Good morning, and welcome to an entirely new Great Britain, a motherless one you may not recognize: a new Albion where Charles is King, where beleaguered party tart divorcée Fergie gets custody of the Queen’s corgis, where the Windsor brothers and their wan girlie girls with the scrawniest of ankles walked in a straight line together, and where Little Prince Lou is making headlines for his touching, Ruthkanda Forever-adjacent tribute to his great Granny. One thing remains the same, though: Harry’s milking this damn thing like he’s an itinerant dairy worker in a Thomas Hardy novel.
On the landing page of the Archewell website, the propaganda arm of Meghan Markle’s podcasting company and commercial chicken coop, Harry posted a statement in dramatic white-on-black. In the second paragraph, the Prince makes a direct address to Lilibet Emeritus.

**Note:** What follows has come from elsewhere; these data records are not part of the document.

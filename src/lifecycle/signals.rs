//! OS signal handling.

/// Resolve on Ctrl+C, or SIGTERM on unix.
pub async fn wait_for_signal() {
    let ctrl_c = async {
        if let Err(e) = tokio::signal::ctrl_c().await {
            tracing::error!(error = %e, "Failed to install Ctrl+C handler");
            std::future::pending::<()>().await;
        }
    };

    #[cfg(unix)]
    let terminate = async {
        match tokio::signal::unix::signal(tokio::signal::unix::SignalKind::terminate()) {
            Ok(mut stream) => {
                stream.recv().await;
            }
            Err(e) => {
                tracing::error!(error = %e, "Failed to install SIGTERM handler");
                std::future::pending::<()>().await;
            }
        }
    };

    #[cfg(not(unix))]
    let terminate = std::future::pending::<()>();

    tokio::select! {
        _ = ctrl_c => {},
        _ = terminate => {},
    }
    tracing::info!("Shutdown signal received");
}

Granny, while this final parting brings us great sadness, I am forever grateful for all of our first meetings—from my earliest childhood memories with you, to meeting you for the first time as my Commander-in-Chief, to the first moment you met my darling wife and hugged your beloved great-grandchildren. I cherish these times shared with you, and the many other special moments in between. You are already sorely missed, not just by us, but by the world over. And as it comes to first meetings, we now honour my father in his new role as King Charles III.
Harry also thanked the Queen for her commitment to service, her sound advice, and her infectious smile. He does not speak to the distinct qualities of King Daddy, however, though he does “honour” him.
It’s okay, sweet, thick Prince: not everyone can write about the Queen with grace, good humor, and impressive specificity like we do over here. But you tried, and that’s all that matters. Meghan’s name is notably left off of the eulogy, and I assume it’s because her statement on the three profound times she met the Queen is forthcoming in her best calligraphy. It certainly will not happen in audio format on an upcoming episode of her smash hit podcast Archetypes, seeing as it is temporarily on ice for mourning purposes. And just when panicked parent company Spotify was finally getting a return on their investment almost three years after forking over eight figures to the Fabulous Markle Twins with barely a BetterHelp ad to show for it.
Harry and Meghan are extending their trip to the UK after a botched first leg, and they are even considering shipping Lilibet Jr., the New Supreme, and Archie in for the funeral later this month with their maternal grandmother Doria Ragland. There’s no word yet if Harry will speak at the funeral, or what Nacho Figueras has to say about all this.